You think that there was some evolution, like in the movies or whatever, but I was always who I am”

When the Netflix documentary Inventing Anna – a drama about fake heiress Anna Delvey – hit screens earlier this year, it not only exposed the myriad identities and lies of one young woman, peddled over several years in New York, but also reminded us how easy it is to become someone else.

Clothed head to toe in high-end fashion, changing her name from Sorokin to hide her Russian heritage, as well as a crash course in art and staggering lies about her wealth, Delvey created a vision of the person she wanted to be, and lived that truth for as long as she could. And her deep conviction that she was who she said she was opened doors easily. As fashion director Vanessa Friedman wrote for Refinery29, ‘The quick and easy way with which she made friends with influential people is undoubtedly how she convinced so many to part with so much.’

Long stays in expensive hotels, endless dinners at elite restaurants, travel via private jet and aggressive networking bolstered her persona further. ‘Her reputation most definitely preceded her,’ wrote Friedman. ‘So, when she attempted to secure loans in excess of $20 million to start The Anna Delvey Foundation… hedge funds and banks initially bought the idea.’

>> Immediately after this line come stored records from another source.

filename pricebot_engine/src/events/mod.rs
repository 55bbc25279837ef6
mod channel;
mod event_types;
mod hooks;

pub use channel::{EventHandler, EventProducer, Handler};
pub use event_types::*;
pub use hooks::{EventHandlers, EventHooks, EventProducers};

We’ve written in this issue about how identity is, in part, about inhabiting a persona – about creating a mantra that speaks to who you want to be. But what does this mean in the case of someone like Delvey, who tricked her friends out of tens of thousands of dollars, and almost convinced banks to part with millions? Where do you draw the line?

We all reinvent ourselves in some way. Silicon Valley execs dress casually, to differentiate themselves from what they see as the corporate world. ‘Mum dressing’ has turned into wardrobes full of athleisure, trainers and ‘mum buns’. Pearls and Alice bands characterised London socialites in the 1980s. And goth culture has evolved into an identifying uniform.

As we grow up, we change our favourite drinks and foods, read different books, watch different television programmes, have different friends. With the advent of motherhood – one of the biggest shifts for women – we develop a new pack mentality with our ‘mum friends’. We mix infrequently with childless friends. We talk less about work and politics and more about weaning and the developmental stages of toddlers. We inhabit these new personas, these identities, these uniforms, because they fit our new lives – but also because we are trying to fit ourselves into our new lives.

Elizabeth Holmes, who faces prison for misleading investors with her company Theranos, embraced her chosen identity with laser-sighted specificity. As she began to move up through the entrepreneurial ranks, Holmes wore the same black polo necks as Steve Jobs, even sourcing them from Issey Miyake as the Apple supremo had done. She dropped her voice to a distinctive low timbre. She wore minimal makeup, bar bright red lipstick, straightened her hair or wore it pulled sharply back. Staff at Theranos reported that the metamorphosis happened before their eyes. ‘She did change her aesthetic,’ one employee told ABC News, ‘and I think it was for the best.’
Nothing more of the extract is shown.